Dalva – Jim Harrison
L’amour emporté dès son éveil, la littérature au péril de l’expérience, une famille d’os et de ruisseaux.
Un livre hanté
Dalva est un livre hanté. La terre du Nebraska crisse entre les pages, comme le sable d’un livre lu sur la plage. Des voix lointaines, hululement d’un peuple anéanti, résonnent entre le labyrinthe des signes dactylographiés. Le sang gorge certaines pages d’une vague humidité, sourdant le malaise d’une maligne complicité. Les animaux et la nature parlent comme les Hommes, s’infiltrent dans la trame de l’histoire, plongent leurs racines, leurs griffes, leurs sèves sous la peau du lecteur envoûté.
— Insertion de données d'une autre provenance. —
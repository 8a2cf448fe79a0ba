//! Reported cryptography usages.
//!
//! A [`Finding`] pairs one mapped [`Asset`] tree with the file and rule that
//! produced it. [`FindingId`] is derived from content rather than position,
//! so the same call keeps its id when surrounding lines move.

use std::fmt;
use std::path::Path;
use std::sync::Arc;

use sha2::{Digest, Sha256};

use crate::mapper::{Asset, AssetKind};
use crate::tree::Span;

const FINDING_ID_BYTES: usize = 6;

/// Stable identifier for a finding: a 12 hex character digest of the rule
/// id, the file path and the matched source text.
#[derive(Clone, PartialEq, Eq, Hash, PartialOrd, Ord)]
pub struct FindingId(Box<str>);

impl FindingId {
    /// Derives the id of a finding.
    #[must_use]
    pub fn new(rule_id: &str, path: &Path, snippet: &str) -> Self {
        let mut hasher = Sha256::new();
        hasher.update(rule_id.as_bytes());
        hasher.update([0]);
        hasher.update(path.to_string_lossy().as_bytes());
        hasher.update([0]);
        hasher.update(snippet.as_bytes());
        let digest = hasher.finalize();
        Self(hex::encode(&digest[..FINDING_ID_BYTES]).into())
    }

    /// Returns the hex string representation of this id.
    #[must_use]
    pub fn as_str(&self) -> &str {
        &self.0
    }
}

impl AsRef<str> for FindingId {
    fn as_ref(&self) -> &str {
        &self.0
    }
}

impl fmt::Debug for FindingId {
    fn fmt(&self, f: &mut fmt::Formatter<'_>) -> fmt::Result {
        write!(f, "FindingId({})", self.0)
    }
}

impl fmt::Display for FindingId {
    fn fmt(&self, f: &mut fmt::Formatter<'_>) -> fmt::Result {
        f.write_str(&self.0)
    }
}

/// One detected cryptography usage in a source file.
#[derive(Debug, Clone)]
pub struct Finding {
    /// Stable identifier.
    pub id: FindingId,
    /// File the usage was found in.
    pub path: Box<Path>,
    /// Location of the matched call or reference.
    pub span: Span,
    /// Identifier of the entry rule that matched (e.g. `"aes/new-cipher"`).
    pub rule_id: Arc<str>,
    /// Bundle the entry rule belongs to.
    pub bundle: Arc<str>,
    /// The detected asset and its refinements.
    pub asset: Asset,
}

impl Finding {
    /// Returns the 1-indexed line number of the match.
    #[must_use]
    pub const fn line(&self) -> u32 {
        self.span.line
    }

    /// Returns the 1-indexed column number of the match.
    #[must_use]
    pub const fn column(&self) -> u32 {
        self.span.column
    }

    /// Returns the kind of the primary asset.
    #[must_use]
    pub const fn kind(&self) -> AssetKind {
        self.asset.kind
    }

    /// Returns the finding message, e.g. `(BlockCipher) AES`.
    #[must_use]
    pub fn message(&self) -> String {
        self.asset.message()
    }
}

impl fmt::Display for Finding {
    fn fmt(&self, f: &mut fmt::Formatter<'_>) -> fmt::Result {
        write!(
            f,
            "{}:{}:{}: {} [{}]",
            self.path.display(),
            self.span.line,
            self.span.column,
            self.message(),
            self.rule_id,
        )
    }
}

#[cfg(test)]
mod tests {
    use super::*;
    use crate::test_utils::make_finding;

    #[test]
    fn finding_id_is_twelve_hex_characters() {
        let id = FindingId::new("aes/new-cipher", Path::new("main.go"), "aes.NewCipher(key)");
        assert_eq!(id.as_str().len(), 12);
        assert!(id.as_str().chars().all(|c| c.is_ascii_hexdigit()));
    }

    #[test]
    fn finding_id_is_deterministic() {
        let a = FindingId::new("aes/new-cipher", Path::new("main.go"), "aes.NewCipher(key)");
        let b = FindingId::new("aes/new-cipher", Path::new("main.go"), "aes.NewCipher(key)");
        assert_eq!(a, b);
    }

    #[test]
    fn finding_id_depends_on_every_input() {
        let base = FindingId::new("aes/new-cipher", Path::new("main.go"), "aes.NewCipher(key)");
        assert_ne!(base, FindingId::new("des/new-cipher", Path::new("main.go"), "aes.NewCipher(key)"));
        assert_ne!(base, FindingId::new("aes/new-cipher", Path::new("other.go"), "aes.NewCipher(key)"));
        assert_ne!(base, FindingId::new("aes/new-cipher", Path::new("main.go"), "aes.NewCipher(k)"));
    }

    #[test]
    fn finding_id_fields_do_not_run_together() {
        let a = FindingId::new("ab", Path::new("c"), "d");
        let b = FindingId::new("a", Path::new("bc"), "d");
        assert_ne!(a, b);
    }

    #[test]
    fn finding_id_debug_names_the_type() {
        let id = FindingId::new("aes/new-cipher", Path::new("main.go"), "x");
        assert_eq!(format!("{id:?}"), format!("FindingId({id})"));
    }

    #[test]
    fn finding_display_shows_location_message_and_rule() {
        let finding = make_finding("aes/new-cipher", AssetKind::BlockCipher, "AES");
        assert_eq!(finding.to_string(), "main.go:3:5: (BlockCipher) AES [aes/new-cipher]");
        assert_eq!(finding.line(), 3);
        assert_eq!(finding.column(), 5);
        assert_eq!(finding.kind(), AssetKind::BlockCipher);
    }

    #[test]
    fn asset_serializes_with_kebab_case_kind_and_no_empty_children() {
        let mut finding = make_finding("hmac/new", AssetKind::Mac, "HMAC");
        finding.asset.children.push(Asset {
            kind: AssetKind::MessageDigest,
            value: "SHA256".into(),
            span: Span::new(3, 15, 30, 40),
            children: Vec::new(),
        });

        let json = serde_json::to_value(&finding.asset).unwrap();

        assert_eq!(json["kind"], "mac");
        assert_eq!(json["children"][0]["kind"], "message-digest");
        assert_eq!(json["children"][0]["span"]["line"], 3);
        assert!(json["children"][0].get("children").is_none());
    }
}
//! Builtin rule bundles for the Go standard cryptography packages.

mod aes;
mod cipher;
mod des;
mod dsa;
mod ecdsa;
mod ed25519;
mod elliptic;
mod hash;
mod hkdf;
mod hmac;
mod pbkdf2;
mod rand;
mod rsa;
mod tls;

pub use tls::CIPHER_SUITES;

use crate::bundle::Bundle;

/// Returns all builtin bundles, one per Go package family.
#[must_use]
pub fn builtin_bundles() -> Vec<&'static dyn Bundle> {
    vec![
        // Symmetric ciphers
        &aes::AesBundle,
        &des::DesBundle,
        // Asymmetric keys and signatures
        &dsa::DsaBundle,
        &ecdsa::EcdsaBundle,
        &ed25519::Ed25519Bundle,
        &elliptic::EllipticBundle,
        &rsa::RsaBundle,
        // Digests, MACs and KDFs
        &hash::HashBundle,
        &hkdf::HkdfBundle,
        &hmac::HmacBundle,
        &pbkdf2::Pbkdf2Bundle,
        // Randomness
        &rand::RandBundle,
        // Protocols
        &tls::TlsBundle,
    ]
}
//! `crypto/des` block cipher construction.

use super::cipher::MODES;
use crate::rule;
use crate::{ContextKind, ParamDef, RuleDef, SizeUnit, ValueDef, ValueKind, declare_bundle};

const KEY: &[ParamDef] = &[ParamDef::detect("[]byte", ValueKind::KeySize(SizeUnit::Byte))];

static NEW_CIPHER: RuleDef = rule! {
    id: "des/new-cipher",
    targets: &["crypto/des"],
    methods: &["NewCipher"],
    value: ValueDef::Constant("DES"),
    parameters: KEY,
    context: ContextKind::Cipher,
    dependents: MODES,
};

static NEW_TRIPLE_DES_CIPHER: RuleDef = rule! {
    id: "des/new-triple-des-cipher",
    targets: &["crypto/des"],
    methods: &["NewTripleDESCipher"],
    value: ValueDef::Constant("3DES"),
    parameters: KEY,
    context: ContextKind::Cipher,
    dependents: MODES,
};

declare_bundle!(
    DesBundle,
    id: "des",
    name: "crypto/des",
    rules: [&NEW_CIPHER, &NEW_TRIPLE_DES_CIPHER],
);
Le récit, longue boucle d’une quête menée comme une fuite, semble avant tout servir de prétexte à raconter un pays, une région, l’histoire de trois générations intimement reliées, et cette atrocité d’un peuple sacrifié sur l’autel de la cruauté et de la violence. J’ai le souvenir d’avoir perçu le remugle de cette tragédie dans chacun des livres de Jim Harrison: une trame de fond comme un grand voile rouge, animé d’ombres et de cris, de dignité et de tristesse. La culpabilité et l’innocence, le passé et le présent, la révolte et les pleurs, la sagesse et la démence, le deuil impossible et la rémission: ces pôles s’entremêlent dans la complexité vivante des émois véhiculés par l’auteur, comme ils le font dans l’irrationalité bien réelle de nos vécus.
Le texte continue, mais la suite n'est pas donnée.